**Supplied records:**

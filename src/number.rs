// Copyright 2015 The Ramp Developers
//
//    Licensed under the Apache License, Version 2.0 (the "License");
//    you may not use this file except in compliance with the License.
//    You may obtain a copy of the License at
//
//        http://www.apache.org/licenses/LICENSE-2.0
//
//    Unless required by applicable law or agreed to in writing, software
//    distributed under the License is distributed on an "AS IS" BASIS,
//    WITHOUT WARRANTIES OR CONDITIONS OF ANY KIND, either express or implied.
//    See the License for the specific language governing permissions and
//    limitations under the License.

//! The `Number` value type: an arbitrary-precision binary floating-point
//! value with its own precision, sign, exponent and, for regular values, a
//! normalized multi-limb mantissa.

use crate::limb::Limb;
use num_integer::Integer;
use std::fmt;

/// Number of limbs needed to hold `precision` bits.
pub fn limbs_for_precision(precision: u32) -> usize {
    (precision as u64).div_ceil(&(Limb::BITS as u64)) as usize
}

#[derive(Copy, Clone, Eq, PartialEq, Debug)]
pub enum Sign {
    Pos,
    Neg,
}

impl Sign {
    #[inline]
    pub fn is_negative(self) -> bool {
        matches!(self, Sign::Neg)
    }

    #[inline]
    pub fn negate(self) -> Sign {
        match self {
            Sign::Pos => Sign::Neg,
            Sign::Neg => Sign::Pos,
        }
    }

    #[inline]
    pub fn of_bool(neg: bool) -> Sign {
        if neg {
            Sign::Neg
        } else {
            Sign::Pos
        }
    }
}

#[derive(Copy, Clone, Eq, PartialEq, Debug)]
enum Class {
    Nan,
    Inf,
    Zero,
    Regular,
}

/// A malformed call that can be rejected before any window arithmetic
/// starts. Never used for the internal cancellation/TMD ratchets, which are
/// local recoveries (see `SPEC_FULL.md` §7) and never surface as errors.
#[derive(Copy, Clone, Eq, PartialEq, Debug)]
pub enum SumError {
    /// The requested target precision has zero bits; there is no such
    /// representable number.
    ZeroPrecision,
    /// The requested target precision is large enough that `logn`/`cq`
    /// header-bit arithmetic (§3) could not be guaranteed to fit in the
    /// window's own limb count; rejected rather than risking a silent
    /// overflow of the accumulator.
    PrecisionTooLarge { requested: u32 },
}

impl fmt::Display for SumError {
    fn fmt(&self, f: &mut fmt::Formatter<'_>) -> fmt::Result {
        match self {
            SumError::ZeroPrecision => write!(f, "target precision must be at least 1 bit"),
            SumError::PrecisionTooLarge { requested } => {
                write!(f, "target precision {requested} bits is too large for this crate's window arithmetic")
            }
        }
    }
}

impl std::error::Error for SumError {}

/// Precisions above this are rejected by `Number::with_precision`: large
/// enough that no realistic caller needs more, small enough that `logn`,
/// `cq` and limb-count arithmetic in `u32`/`i64` cannot overflow even with
/// the maximum supported input count.
const MAX_PRECISION: u32 = 1 << 24;

/// An arbitrary-precision binary floating-point value.
///
/// Regular values are stored sign-magnitude: `sign`, `exponent` (the value
/// lies in `[2^(exponent-1), 2^exponent)`), and a mantissa of
/// `limbs_for_precision(precision)` limbs, most-significant limb last,
/// normalized so the top mantissa bit is always 1.
#[derive(Clone, Debug)]
pub struct Number {
    class: Class,
    sign: Sign,
    precision: u32,
    exponent: i64,
    mantissa: Vec<Limb>,
}

impl Number {
    /// Allocates a zero-valued output number of the given target precision.
    /// This is the one fallible entry point in the crate (`SPEC_FULL.md`
    /// §4.G): `sum` itself cannot fail given a validly-constructed `out`.
    pub fn with_precision(precision: u32) -> Result<Number, SumError> {
        if precision == 0 {
            return Err(SumError::ZeroPrecision);
        }
        if precision > MAX_PRECISION {
            return Err(SumError::PrecisionTooLarge {
                requested: precision,
            });
        }
        Ok(Number {
            class: Class::Zero,
            sign: Sign::Pos,
            precision,
            exponent: 0,
            mantissa: vec![Limb::ZERO; limbs_for_precision(precision)],
        })
    }

    pub fn nan(precision: u32) -> Number {
        Number {
            class: Class::Nan,
            sign: Sign::Pos,
            precision,
            exponent: 0,
            mantissa: Vec::new(),
        }
    }

    pub fn infinity(sign: Sign, precision: u32) -> Number {
        Number {
            class: Class::Inf,
            sign,
            precision,
            exponent: 0,
            mantissa: Vec::new(),
        }
    }

    pub fn zero(sign: Sign, precision: u32) -> Number {
        Number {
            class: Class::Zero,
            sign,
            precision,
            exponent: 0,
            mantissa: Vec::new(),
        }
    }

    /// Builds a regular value from a normalized mantissa (top bit set,
    /// length `limbs_for_precision(precision)`).
    ///
    /// Panics in debug builds if the mantissa is not normalized: a
    /// de-normalized mantissa is a caller bug, not a runtime condition, per
    /// the invariant-violation policy of `SPEC_FULL.md` §7.
    pub fn regular(sign: Sign, exponent: i64, mantissa: Vec<Limb>, precision: u32) -> Number {
        debug_assert_eq!(mantissa.len(), limbs_for_precision(precision));
        debug_assert!(
            mantissa.last().is_some_and(|l| l.high_bit()),
            "regular mantissa must be normalized (top bit set)"
        );
        Number {
            class: Class::Regular,
            sign,
            precision,
            exponent,
            mantissa,
        }
    }

    /// The value `2^(exponent - 1)`, i.e. a mantissa with only the top bit
    /// set. Convenient for building test inputs of the `sign * 2^k` form
    /// used throughout `SPEC_FULL.md` §8's scenarios.
    pub fn power_of_two(sign: Sign, exponent: i64, precision: u32) -> Number {
        let mut mantissa = vec![Limb::ZERO; limbs_for_precision(precision)];
        *mantissa.last_mut().expect("precision >= 1 implies at least one limb") =
            Limb(1 << (Limb::BITS - 1));
        Number::regular(sign, exponent, mantissa, precision)
    }

    #[inline]
    pub fn is_nan(&self) -> bool {
        self.class == Class::Nan
    }

    #[inline]
    pub fn is_infinite(&self) -> bool {
        self.class == Class::Inf
    }

    #[inline]
    pub fn is_zero(&self) -> bool {
        self.class == Class::Zero
    }

    #[inline]
    pub fn is_regular(&self) -> bool {
        self.class == Class::Regular
    }

    #[inline]
    pub fn sign(&self) -> Sign {
        self.sign
    }

    #[inline]
    pub fn precision(&self) -> u32 {
        self.precision
    }

    /// The exponent of a regular value: it lies in `[2^(exponent-1),
    /// 2^exponent)`. Only meaningful when `is_regular()`.
    #[inline]
    pub fn exponent(&self) -> i64 {
        debug_assert!(self.is_regular());
        self.exponent
    }

    /// The normalized mantissa, most significant limb last. Only
    /// meaningful when `is_regular()`.
    #[inline]
    pub fn mantissa(&self) -> &[Limb] {
        debug_assert!(self.is_regular());
        &self.mantissa
    }

    pub(crate) fn set_nan(&mut self) {
        self.class = Class::Nan;
        self.mantissa.clear();
    }

    pub(crate) fn set_infinity(&mut self, sign: Sign) {
        self.class = Class::Inf;
        self.sign = sign;
        self.mantissa.clear();
    }

    pub(crate) fn set_zero(&mut self, sign: Sign) {
        self.class = Class::Zero;
        self.sign = sign;
        self.mantissa.clear();
    }

    /// Writes a regular result in place, resizing the mantissa storage to
    /// this number's own precision if it isn't already there (it always
    /// will be, via `with_precision`, but this keeps `set_regular` safe to
    /// call on any correctly-precisioned `Number`).
    pub(crate) fn set_regular(&mut self, sign: Sign, exponent: i64, mantissa: Vec<Limb>) {
        debug_assert_eq!(mantissa.len(), limbs_for_precision(self.precision));
        debug_assert!(mantissa.last().is_some_and(|l| l.high_bit()) || is_all_zero(&mantissa));
        self.class = Class::Regular;
        self.sign = sign;
        self.exponent = exponent;
        self.mantissa = mantissa;
    }
}

fn is_all_zero(mantissa: &[Limb]) -> bool {
    mantissa.iter().all(|l| l.is_zero())
}

#[cfg(test)]
mod test {
    use super::*;

    #[test]
    fn test_with_precision_rejects_zero() {
        assert_eq!(Number::with_precision(0), Err(SumError::ZeroPrecision));
    }

    #[test]
    fn test_power_of_two_is_normalized() {
        let n = Number::power_of_two(Sign::Pos, 1, 53);
        assert!(n.mantissa().last().unwrap().high_bit());
        assert_eq!(n.exponent(), 1);
    }

    #[test]
    fn test_limbs_for_precision() {
        assert_eq!(limbs_for_precision(1), 1);
        assert_eq!(limbs_for_precision(64), 1);
        assert_eq!(limbs_for_precision(65), 2);
        assert_eq!(limbs_for_precision(53), 1);
    }
}
// Copyright 2015 The Ramp Developers
//
//    Licensed under the Apache License, Version 2.0 (the "License");
//    you may not use this file except in compliance with the License.
//    You may obtain a copy of the License at
//
//        http://www.apache.org/licenses/LICENSE-2.0
//
//    Unless required by applicable law or agreed to in writing, software
//    distributed under the License is distributed on an "AS IS" BASIS,
//    WITHOUT WARRANTIES OR CONDITIONS OF ANY KIND, either express or implied.
//    See the License for the specific language governing permissions and
//    limitations under the License.

//! Scoped scratch storage for a single `sum` call.
//!
//! The teacher crate this is descended from acquired scratch limbs from a
//! `TmpAllocator` that had to be threaded through every call and released
//! explicitly on every exit path. Here that scoping is just ordinary Rust
//! ownership: `Scratch` owns its `Vec<Limb>` buffers, and they are freed by
//! `Drop` on every return path, including the NaN/infinity fast returns and
//! an early `SumError`, with no explicit release call needed anywhere.

use crate::limb::Limb;

/// A reusable scratch buffer, sized to the largest request seen so far.
///
/// `sum_raw` calls this once per iteration (typically only once, since
/// cancellation retries are rare); reusing the allocation across iterations
/// avoids repeated heap churn on the common, non-cancelling path.
#[derive(Default)]
pub struct Scratch {
    buf: Vec<Limb>,
}

impl Scratch {
    pub fn new() -> Scratch {
        Scratch { buf: Vec::new() }
    }

    /// Returns a zero-filled scratch area of exactly `len` limbs.
    pub fn take(&mut self, len: usize) -> &mut [Limb] {
        if self.buf.len() < len {
            self.buf.resize(len, Limb::ZERO);
        }
        let area = &mut self.buf[..len];
        for limb in area.iter_mut() {
            *limb = Limb::ZERO;
        }
        area
    }
}
//! Application state management

use vocalis_asr::{parakeet_executor, whisper_executor, ParakeetExecutor, WhisperExecutor};
use vocalis_core::{Config, Family};
use vocalis_diarization::{pyannote_executor, PyannoteExecutor};
use vocalis_models::{CatalogClient, HubCache, ModelError};
use vocalis_tts::{kokoro_executor, piper_executor, KokoroExecutor, PiperExecutor};

/// Main application state: one executor per model family
pub struct AppState {
    pub whisper: WhisperExecutor,
    pub parakeet: ParakeetExecutor,
    pub piper: PiperExecutor,
    pub kokoro: KokoroExecutor,
    pub pyannote: PyannoteExecutor,
}

impl AppState {
    /// All families share one cache and one catalog client
    pub fn new(config: &Config) -> Result<Self, ModelError> {
        let cache = HubCache::new(&config.cache_dir);
        cache.ensure_root()?;
        let catalog = CatalogClient::new(&config.catalog_url, config.hf_token.clone())?;

        Ok(Self {
            whisper: whisper_executor(cache.clone(), catalog.clone(), &config.family(Family::Whisper)),
            parakeet: parakeet_executor(
                cache.clone(),
                catalog.clone(),
                &config.family(Family::Parakeet),
            ),
            piper: piper_executor(cache.clone(), catalog.clone(), &config.family(Family::Piper)),
            kokoro: kokoro_executor(cache.clone(), catalog.clone(), &config.family(Family::Kokoro)),
            pyannote: pyannote_executor(cache, catalog, &config.family(Family::Pyannote)),
        })
    }

    /// Unload every idle model, returning `(family, model_id)` of those still in use
    pub fn shutdown(&self) -> Vec<(Family, String)> {
        let busy = [
            (Family::Whisper, self.whisper.shutdown()),
            (Family::Parakeet, self.parakeet.shutdown()),
            (Family::Piper, self.piper.shutdown()),
            (Family::Kokoro, self.kokoro.shutdown()),
            (Family::Pyannote, self.pyannote.shutdown()),
        ];
        busy.into_iter()
            .flat_map(|(family, ids)| ids.into_iter().map(move |id| (family, id)))
            .collect()
    }
}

**What is required:** Your response should contain each line of the listing in which the word "area" occurs.

**Response to the exercise:**
    /// Returns a zero-filled scratch area of exactly `len` limbs.
        let area = &mut self.buf[..len];
        for limb in area.iter_mut() {
        area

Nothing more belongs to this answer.